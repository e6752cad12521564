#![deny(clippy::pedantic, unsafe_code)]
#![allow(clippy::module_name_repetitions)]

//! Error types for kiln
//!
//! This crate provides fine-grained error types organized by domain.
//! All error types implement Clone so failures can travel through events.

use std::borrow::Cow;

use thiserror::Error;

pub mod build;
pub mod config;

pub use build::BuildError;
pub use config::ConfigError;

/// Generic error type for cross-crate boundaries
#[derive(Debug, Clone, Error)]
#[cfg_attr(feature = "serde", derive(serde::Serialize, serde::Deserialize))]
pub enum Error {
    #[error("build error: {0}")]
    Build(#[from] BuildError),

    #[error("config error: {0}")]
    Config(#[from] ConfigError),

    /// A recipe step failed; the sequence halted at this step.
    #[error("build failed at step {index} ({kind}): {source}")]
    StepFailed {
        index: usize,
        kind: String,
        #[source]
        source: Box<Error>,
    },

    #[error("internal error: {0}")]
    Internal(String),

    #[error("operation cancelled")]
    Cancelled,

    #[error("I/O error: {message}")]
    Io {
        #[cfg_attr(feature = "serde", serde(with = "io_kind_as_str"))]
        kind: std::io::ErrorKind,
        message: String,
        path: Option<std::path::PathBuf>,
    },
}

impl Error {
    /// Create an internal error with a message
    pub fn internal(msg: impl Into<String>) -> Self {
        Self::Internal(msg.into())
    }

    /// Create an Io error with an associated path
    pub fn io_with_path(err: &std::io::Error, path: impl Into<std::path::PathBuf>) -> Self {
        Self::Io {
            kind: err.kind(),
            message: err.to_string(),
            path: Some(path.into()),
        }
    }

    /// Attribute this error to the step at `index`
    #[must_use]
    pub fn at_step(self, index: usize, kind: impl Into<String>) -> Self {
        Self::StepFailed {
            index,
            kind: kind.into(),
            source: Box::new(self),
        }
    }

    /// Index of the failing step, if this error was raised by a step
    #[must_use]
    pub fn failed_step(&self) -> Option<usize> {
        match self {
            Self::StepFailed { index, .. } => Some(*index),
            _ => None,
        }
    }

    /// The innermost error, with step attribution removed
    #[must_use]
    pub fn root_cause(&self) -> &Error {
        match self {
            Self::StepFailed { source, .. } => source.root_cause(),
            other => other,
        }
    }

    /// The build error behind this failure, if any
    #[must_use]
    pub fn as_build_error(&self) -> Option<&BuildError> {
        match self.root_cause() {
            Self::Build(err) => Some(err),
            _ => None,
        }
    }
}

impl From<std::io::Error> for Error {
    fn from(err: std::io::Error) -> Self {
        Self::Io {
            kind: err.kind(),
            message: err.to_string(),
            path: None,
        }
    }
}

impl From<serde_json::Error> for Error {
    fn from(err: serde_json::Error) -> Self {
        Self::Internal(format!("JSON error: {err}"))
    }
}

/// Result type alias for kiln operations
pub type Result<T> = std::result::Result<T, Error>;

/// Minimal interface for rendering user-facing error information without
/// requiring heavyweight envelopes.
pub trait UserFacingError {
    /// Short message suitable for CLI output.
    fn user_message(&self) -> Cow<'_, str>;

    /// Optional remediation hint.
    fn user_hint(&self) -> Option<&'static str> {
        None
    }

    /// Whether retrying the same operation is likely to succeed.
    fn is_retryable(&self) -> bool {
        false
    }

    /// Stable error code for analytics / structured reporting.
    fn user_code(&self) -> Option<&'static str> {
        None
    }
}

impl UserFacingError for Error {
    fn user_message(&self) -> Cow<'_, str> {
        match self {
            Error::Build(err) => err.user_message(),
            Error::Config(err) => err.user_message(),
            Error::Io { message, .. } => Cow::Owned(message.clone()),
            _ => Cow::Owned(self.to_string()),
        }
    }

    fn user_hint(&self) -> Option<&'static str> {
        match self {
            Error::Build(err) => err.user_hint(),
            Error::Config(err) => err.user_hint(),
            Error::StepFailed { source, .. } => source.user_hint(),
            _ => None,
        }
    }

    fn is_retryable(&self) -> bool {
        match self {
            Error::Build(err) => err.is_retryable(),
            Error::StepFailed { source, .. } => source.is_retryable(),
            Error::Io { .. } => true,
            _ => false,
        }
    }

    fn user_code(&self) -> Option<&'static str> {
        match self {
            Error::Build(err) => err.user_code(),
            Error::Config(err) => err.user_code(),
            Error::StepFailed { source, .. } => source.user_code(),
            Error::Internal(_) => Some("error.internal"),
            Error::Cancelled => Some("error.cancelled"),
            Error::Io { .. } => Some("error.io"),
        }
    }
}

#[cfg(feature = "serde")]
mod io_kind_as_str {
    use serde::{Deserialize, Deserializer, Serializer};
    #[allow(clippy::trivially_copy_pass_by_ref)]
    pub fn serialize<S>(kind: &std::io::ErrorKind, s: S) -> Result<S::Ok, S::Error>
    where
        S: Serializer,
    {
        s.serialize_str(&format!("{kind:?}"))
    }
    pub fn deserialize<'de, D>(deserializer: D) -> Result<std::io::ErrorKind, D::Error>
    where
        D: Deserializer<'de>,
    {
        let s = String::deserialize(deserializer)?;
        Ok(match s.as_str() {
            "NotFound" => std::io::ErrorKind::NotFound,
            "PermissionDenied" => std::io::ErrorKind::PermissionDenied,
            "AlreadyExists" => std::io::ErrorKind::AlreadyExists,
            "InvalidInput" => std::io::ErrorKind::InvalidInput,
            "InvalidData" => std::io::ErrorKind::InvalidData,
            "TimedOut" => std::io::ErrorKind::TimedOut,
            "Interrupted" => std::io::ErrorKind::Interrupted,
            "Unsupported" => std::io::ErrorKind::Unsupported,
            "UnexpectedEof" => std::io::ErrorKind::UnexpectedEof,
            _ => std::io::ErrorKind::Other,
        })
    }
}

# # # #

| Problem to work on |
Reproduce the listing above exactly, in its entirety.

| Written reply |
repository e6752cad12521564
#![deny(clippy::pedantic, unsafe_code)]
#![allow(clippy::module_name_repetitions)]

//! Error types for kiln
//!
//! This crate provides fine-grained error types organized by domain.
//! All error types implement Clone so failures can travel through events.

use std::borrow::Cow;

use thiserror::Error;

pub mod build;
pub mod config;

pub use build::BuildError;
pub use config::ConfigError;

/// Generic error type for cross-crate boundaries
#[derive(Debug, Clone, Error)]
#[cfg_attr(feature = "serde", derive(serde::Serialize, serde::Deserialize))]
pub enum Error {
    #[error("build error: {0}")]
    Build(#[from] BuildError),

    #[error("config error: {0}")]
    Config(#[from] ConfigError),

    /// A recipe step failed; the sequence halted at this step.
    #[error("build failed at step {index} ({kind}): {source}")]
    StepFailed {
        index: usize,
        kind: String,
        #[source]
        source: Box<Error>,
    },

    #[error("internal error: {0}")]
    Internal(String),

    #[error("operation cancelled")]
    Cancelled,

    #[error("I/O error: {message}")]
    Io {
        #[cfg_attr(feature = "serde", serde(with = "io_kind_as_str"))]
        kind: std::io::ErrorKind,
        message: String,
        path: Option<std::path::PathBuf>,
    },
}

impl Error {
    /// Create an internal error with a message
    pub fn internal(msg: impl Into<String>) -> Self {
        Self::Internal(msg.into())
    }

    /// Create an Io error with an associated path
    pub fn io_with_path(err: &std::io::Error, path: impl Into<std::path::PathBuf>) -> Self {
        Self::Io {
            kind: err.kind(),
            message: err.to_string(),
            path: Some(path.into()),
        }
    }

    /// Attribute this error to the step at `index`
    #[must_use]
    pub fn at_step(self, index: usize, kind: impl Into<String>) -> Self {
        Self::StepFailed {
            index,
            kind: kind.into(),
            source: Box::new(self),
        }
    }

    /// Index of the failing step, if this error was raised by a step
    #[must_use]
    pub fn failed_step(&self) -> Option<usize> {
        match self {
            Self::StepFailed { index, .. } => Some(*index),
            _ => None,
        }
    }

    /// The innermost error, with step attribution removed
    #[must_use]
    pub fn root_cause(&self) -> &Error {
        match self {
            Self::StepFailed { source, .. } => source.root_cause(),
            other => other,
        }
    }

    /// The build error behind this failure, if any
    #[must_use]
    pub fn as_build_error(&self) -> Option<&BuildError> {
        match self.root_cause() {
            Self::Build(err) => Some(err),
            _ => None,
        }
    }
}

impl From<std::io::Error> for Error {
    fn from(err: std::io::Error) -> Self {
        Self::Io {
            kind: err.kind(),
            message: err.to_string(),
            path: None,
        }
    }
}

impl From<serde_json::Error> for Error {
    fn from(err: serde_json::Error) -> Self {
        Self::Internal(format!("JSON error: {err}"))
    }
}

/// Result type alias for kiln operations
pub type Result<T> = std::result::Result<T, Error>;

/// Minimal interface for rendering user-facing error information without
/// requiring heavyweight envelopes.
pub trait UserFacingError {
    /// Short message suitable for CLI output.
    fn user_message(&self) -> Cow<'_, str>;

    /// Optional remediation hint.
    fn user_hint(&self) -> Option<&'static str> {
        None
    }

    /// Whether retrying the same operation is likely to succeed.
    fn is_retryable(&self) -> bool {
        false
    }

    /// Stable error code for analytics / structured reporting.
    fn user_code(&self) -> Option<&'static str> {
        None
    }
}

impl UserFacingError for Error {
    fn user_message(&self) -> Cow<'_, str> {
        match self {
            Error::Build(err) => err.user_message(),
            Error::Config(err) => err.user_message(),
            Error::Io { message, .. } => Cow::Owned(message.clone()),
            _ => Cow::Owned(self.to_string()),
        }
    }

    fn user_hint(&self) -> Option<&'static str> {
        match self {
            Error::Build(err) => err.user_hint(),
            Error::Config(err) => err.user_hint(),
            Error::StepFailed { source, .. } => source.user_hint(),
            _ => None,
        }
    }

    fn is_retryable(&self) -> bool {
        match self {
            Error::Build(err) => err.is_retryable(),
            Error::StepFailed { source, .. } => source.is_retryable(),
            Error::Io { .. } => true,
            _ => false,
        }
    }

    fn user_code(&self) -> Option<&'static str> {
        match self {
            Error::Build(err) => err.user_code(),
            Error::Config(err) => err.user_code(),
            Error::StepFailed { source, .. } => source.user_code(),
            Error::Internal(_) => Some("error.internal"),
            Error::Cancelled => Some("error.cancelled"),
            Error::Io { .. } => Some("error.io"),
        }
    }
}

#[cfg(feature = "serde")]
mod io_kind_as_str {
    use serde::{Deserialize, Deserializer, Serializer};
    #[allow(clippy::trivially_copy_pass_by_ref)]
    pub fn serialize<S>(kind: &std::io::ErrorKind, s: S) -> Result<S::Ok, S::Error>
    where
        S: Serializer,
    {
        s.serialize_str(&format!("{kind:?}"))
    }
    pub fn deserialize<'de, D>(deserializer: D) -> Result<std::io::ErrorKind, D::Error>
    where
        D: Deserializer<'de>,
    {
        let s = String::deserialize(deserializer)?;
        Ok(match s.as_str() {
            "NotFound" => std::io::ErrorKind::NotFound,
            "PermissionDenied" => std::io::ErrorKind::PermissionDenied,
            "AlreadyExists" => std::io::ErrorKind::AlreadyExists,
            "InvalidInput" => std::io::ErrorKind::InvalidInput,
            "InvalidData" => std::io::ErrorKind::InvalidData,
            "TimedOut" => std::io::ErrorKind::TimedOut,
            "Interrupted" => std::io::ErrorKind::Interrupted,
            "Unsupported" => std::io::ErrorKind::Unsupported,
            "UnexpectedEof" => std::io::ErrorKind::UnexpectedEof,
            _ => std::io::ErrorKind::Other,
        })
    }
}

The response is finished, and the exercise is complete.